We will see that we can build very flexible transformations g(.) for which the log-determinant is simple to compute, resulting in highly flexible inference models q_{\phi}(z|x).

Factorized Gaussian posteriors

(\mathbf{\mu}, \log \mathbf{\sigma}) = \mathrm{EncoderNeuralNet}_{\phi}(\mathbf{x})

q_{\mathbf{\phi}} (\mathbf{z} | \mathbf{x}) = \prod_i q_{\phi}(z_i | \mathbf{x}) = \prod_i \mathcal{N}(z_i; \mu_i, \sigma_i^2)

After reparameterization, we can write instead:

\epsilon \sim \mathcal{N}(0, \mathbf{I})

(\mathbf{\mu}, \log \mathbf{\sigma}) = \mathrm{EncoderNeuralNet}_{\phi}(\mathbf{x})

z = \mu + \sigma \odot \epsilon

The jacobian of the transformation from \epsilon to z is:

{\partial z \over \partial \epsilon} = \mathrm{diag}(\sigma)

Thus the log-determinant is

\log d_{\phi}(x, \epsilon) = \sum_i \log \sigma_i

And the posterior density when z = g(\epsilon, \phi, x) is:

\log q_{\phi} (z|x) = \sum_i \log \mathcal{N}(\epsilon_i; 0, 1) - \log \sigma_i

Estimation of the Marginal Likelihood

After training a VAE, we can estimate the probability of data under the model using importance sampling.

Since the marginal likelihood of a datapoint is:

\log p_{\theta}(x) = \log \mathbb{E_{q_{\phi}(z|x)}}[{p_{\theta}(x, z) \over q_{\phi}(z|x)}]
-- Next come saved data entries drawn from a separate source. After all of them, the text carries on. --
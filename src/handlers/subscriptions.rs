use axum::{extract::State, response::IntoResponse, Json};
use serde::Deserialize;
use uuid::Uuid;

use crate::error::AppError;
use crate::gateway::CreatePlanRequest;
use crate::AppState;

#[derive(Debug, Deserialize)]
pub struct CreatePlanBody {
    pub period: String,
    pub interval: u32,
    pub item_name: String,
    pub amount: i64,
    pub currency: String,
}

pub async fn create_plan(
    State(state): State<AppState>,
    Json(req): Json<CreatePlanBody>,
) -> Result<impl IntoResponse, AppError> {
    let plan = state
        .subscriptions
        .create_plan(CreatePlanRequest {
            period: req.period,
            interval: req.interval,
            item_name: req.item_name,
            amount: req.amount,
            currency: req.currency,
        })
        .await?;
    Ok(Json(plan))
}

#[derive(Debug, Deserialize)]
pub struct CreateSubscriptionBody {
    pub user_id: Uuid,
    pub plan_id: String,
    pub total_count: u32,
}

pub async fn create_subscription(
    State(state): State<AppState>,
    Json(req): Json<CreateSubscriptionBody>,
) -> Result<impl IntoResponse, AppError> {
    let subscription = state
        .subscriptions
        .create_subscription(req.user_id, req.plan_id, req.total_count)
        .await?;
    Ok(Json(subscription))
}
Taking random samples z^{(l)} \sim q_{\phi}(z|x), a Monte-Carlo estimator of this is:

\log p_{\theta}(x) \approx \log {1 \over L} \sum_{l=1}^L {p_{\theta} (x, z^{(l)}) \over q_{\phi}(z^{(l)}|x)}

With a large L, the approximation becomes a better estimate of the marginal likelihood.

Follow-up work

Here are some important applications for deep generative models and VAE:

• Representation learning
  • data-efficient learning, such as semi-supervised learning
  • visualisation of data as low-dimensional manifolds
• Artificial creativity: plausible interpolation between data and extrapolation from data

Representation learning

For supervised learning tasks, we want to learn a conditional distribution.: to predict the distribution over the possible values of a variable given the value of some other variable. One example is image classification. For this task, deep neural nets such as CNNs are very good with large amounts of data.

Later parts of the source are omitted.